Medication May Not Improve Quality Of Life For The Elderly

Researchers have revealed that prescribing some medicines to elderly people in order to stave off illnesses could just mean changing the nature of diseases and reduce life quality overall.

Doctors found that medicines such as statins, which are given to fight heart disease, could mean that cancer or dementia take hold of the patients who take it instead. In a statement in the British Medical Journal, a group of doctors said that some GPs were prescribing medications to prevent heart disease to all ages, possibly in return for financial incentives or meeting government targets, regardless of age.

As many as 40 million statins are currently written up by doctors as part of the government’s target of cutting heart disease by 40 percent by 2010, with patiets perceived as a high risk taking up the majority of prescriptions.

Dr Iona Heath, who practices in London, was concerned that there is no upper age limit for assessing the risk of heart disease and questioned the morality of giving medication to elderly patients to prolong a life, which might be hit by age-related illness such as Alzheimer’s or dementia.
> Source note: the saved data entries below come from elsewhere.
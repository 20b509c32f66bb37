//! # holdfast-ledger
//!
//! **Ledger Plane**: the only place money moves.
//!
//! ## Architecture
//!
//! 1. **IdempotencyIndex**: maps each logical movement to the row that recorded it
//! 2. **LedgerStore**: append-only log + cached wallet balances, one atomic append per movement
//! 3. **WalletAccessor**: credit / debit / topup / adjust on top of the store
//! 4. **ConservationAuditor**: proves every cached balance equals its ledger projection
//!
//! ## Invariant
//!
//! ```text
//! ∀ wallet: balance == Σ(entries, signed by direction)
//! ```
//!
//! A second attempt to post the same logical entry returns the original row
//! and moves no money.

pub mod conservation;
pub mod idempotency;
pub mod store;
pub mod wallet;

pub use conservation::{ConservationAuditor, ConservationReport, project_balance};
pub use idempotency::IdempotencyIndex;
pub use store::{InMemoryLedgerStore, LedgerStore};
pub use wallet::WalletAccessor;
“If you said I can give you this drug and it will reduce your risk of dying from a heart attack, people would have a different reaction to if you said I can give you this drug which will reduce your risk of a heart attack but increase the risk of you being diagnosed with cancer or dementia,” Dr Heath said.

She added that polls had shown that the elderly were more concerned with pain and indignity than from suffering heart disease. “You have to die of something,” she said and recommended that government funding should be spent on bettering quality of life for older patients, such as supplying cataract operations and joint replacements.